I decided to start a seperate thread on that.


My question is, what are the advantages of a direct gas system????



When I hear bashing of the AR, the one thing that stands out, the overwhelmingly hated thing, the most common attack or bash of the AR is its gas system. I know this probably has been discussed 1,000 times here, but I am a newbie and have been searching and haven't found much info.

When told how sh*tty the gas system is, or that the AR "sh*ts where it eats"...what do I respond with? What do I say to explain to someone exactly why the direct gas system is better or at least equal?


I have heard that it is more accurate, and more reliable because of less parts (no piston, or op-rod). But is it just that? Is it that simple? Did stoner design this system just because it is more accurate? I just don't see how or why there should have been a massive change in the fundamental operation of a gas system simply for accuracy, especially when piston systems are pretty accurate. I don't want to speculate, since I don't know what was going through Stoner's mind, but I assume there there had to be MANY reasons why the direct gas system was invented and implemented - not just 1 or 2 reasons that barely justify it....

Link Posted: 10/16/2004 11:04:44 PM EST
"When told how sh*tty the gas system is, or that the AR "sh*ts where it eats"...what do I respond with? What do I say to explain to someone exactly why the direct gas system is better or at least equal?


I have heard that it is more accurate, and more reliable because of less parts (no piston, or op-rod). But is it just that? Is it that simple? Did stoner design this system just because it is more accurate? I just don't see how or why there should have been a massive change in the fundamental operation of a gas system simply for accuracy, especially when piston systems are pretty accurate. I don't want to speculate, since I don't know what was going through Stoner's mind, but I assume there there had to be MANY reasons why the direct gas system was invented and implemented - not just 1 or 2 reasons that barely justify it...."

Hk's "shit where they eat", yet people don't cry about their reliability. Lighter, cheaper, more accurate for less money. You don't see anyone talking about unitized gas cylinders or glass bedding for AR' s now do you?


Link Posted: 10/17/2004 4:25:20 PM EST
Well....that still doesn't quite explain the overall philosophy behind the AR gas system. Mentioning the HK fluted chamber does point out a double standard....but that isn't a good talking point for why the AR system is better.


Accurcy I can see. Cheaper...ya. But cheap isn't always "better" on the battlefield. It isn't a feature for use, it is a feature for government cheap asses.

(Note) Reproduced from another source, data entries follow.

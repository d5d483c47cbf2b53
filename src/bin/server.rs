use std::{
    env,
    fs::OpenOptions,
    net::SocketAddr,
    sync::Arc,
};

use axum::{
    Router,
    extract::{MatchedPath, Request},
    middleware,
};
use axum_server::Handle;
use clap::Parser;
use rusqlite::Connection;
use tower_http::trace::TraceLayer;
use tracing_subscriber::{Layer, filter, layer::SubscriberExt, util::SubscriberInitExt};

use expense_tracker::{AppState, build_router, graceful_shutdown, logging_middleware};

/// The JSON API server for expense_tracker.
#[derive(Parser, Debug)]
#[command(version, about, long_about = None)]
struct Args {
    /// File path to the application SQLite database.
    #[arg(long)]
    db_path: String,

    /// The port to serve the API from.
    #[arg(short, long, default_value_t = 3000)]
    port: u16,

    /// The canonical name of the timezone whose calendar months are used, e.g. "Pacific/Auckland".
    #[arg(long, default_value = "Etc/UTC")]
    timezone: String,
}

#[tokio::main]
async fn main() {
    setup_logging();

    let args = Args::parse();

    let addr = SocketAddr::from(([127, 0, 0, 1], args.port));

    let secret = env::var("SECRET").expect("The environment variable 'SECRET' must be set");

    let conn = Connection::open(&args.db_path).expect("Could not open the database");
    let state = AppState::new(conn, &secret, &args.timezone)
        .expect("Could not create the app state, check the database path and timezone");

    let handle = Handle::new();
    tokio::spawn(graceful_shutdown(handle.clone()));

    let router = build_router(state).layer(middleware::from_fn(logging_middleware));
    let router = add_tracing_layer(router);

    tracing::info!("HTTP server listening on {}", addr);
    axum_server::bind(addr)
        .handle(handle)
        .serve(router.into_make_service())
        .await
        .expect("The server stopped unexpectedly");
}

fn setup_logging() {
    let stdout_log = tracing_subscriber::fmt::layer().pretty();

    let log_file = OpenOptions::new()
        .create(true)
        .append(true)
        .open("debug.log")
        .expect("Could not create log file");

    let debug_log = tracing_subscriber::fmt::layer()
        .pretty()
        .with_writer(Arc::new(log_file));

    tracing_subscriber::registry()
        .with(
            stdout_log
                .with_filter(filter::LevelFilter::INFO)
                .and_then(debug_log)
                .with_filter(filter::LevelFilter::DEBUG),
        )
        .init();
}

fn add_tracing_layer(router: Router) -> Router {
    let tracing_layer = TraceLayer::new_for_http()
        .make_span_with(|req: &Request| {
            let method = req.method();
            let uri = req.uri();

            let matched_path = req
                .extensions()
                .get::<MatchedPath>()
                .map(|matched_path| matched_path.as_str());

            tracing::debug_span!("request", %method, %uri, matched_path)
        })
        // By default, `TraceLayer` will log 5xx responses but we're doing our specific
        // logging of errors so disable that
        .on_failure(());

    router.layer(tracing_layer)
}
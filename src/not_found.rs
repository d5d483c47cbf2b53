use axum::response::{IntoResponse, Response};

use crate::Error;

/// The fallback for routes that do not exist.
pub async fn get_404_not_found() -> Response {
    Error::NotFound.into_response()
}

Does the AR system allow tighter lock up? Does it offer more reliable cycling? It is less sensitive to varying pressure? Less maintenance? Gotta be some serious thought behind it beyond accuracy...
Link Posted: 10/17/2004 4:33:07 PM EST
Don't know if this will help, but...there was some good info here....www.ar15.com/forums/topic.html?b=3&f=118&t=199117


As far as I can tell, the advantages are:

1. Lighter weight
2. Less complexity, less moving parts.

I also think that Stoner felt, in the back of his mind, that to go with the
"radical" (at the time) aluminuim upper and lower he'd need to go with
a system that worked/locked up different than any other system....which
MIGHT have influenced his thinking.....

AoD
Link Posted: 10/17/2004 4:35:01 PM EST
One advantage I have seen mentioned is that any crap that gets into the action gets blown out by the gasses being blown into the action/chamber out through the ejection port. A piston driven design doesn't do that.
Link Posted: 10/17/2004 4:37:05 PM EST
I'm not Gene Stoner, but I seriously doubt that accuracy was the reason why he put in the direct gas system. My bet is, again, weight. One major purpose of several ArmaLITE rifles was to reduce the weight. That's why the original AR15/M16A1 had components made of plastic and aluminum. This was a major innovation in the day, and the direct gas system allows you to shave some more weight - to the point that the original AR-15 was somewhere around 6 lbs., as I recall.

As for accuracy, there's much speculation as to why the AR-system rifles are so accurate, but as far as I can see not proof. Some say the upper/lower system, some say it's the bolt (I would definintely say that the QC standards of the bolt have something to do with it), some say the gas system which minimizes pressures on the barrel.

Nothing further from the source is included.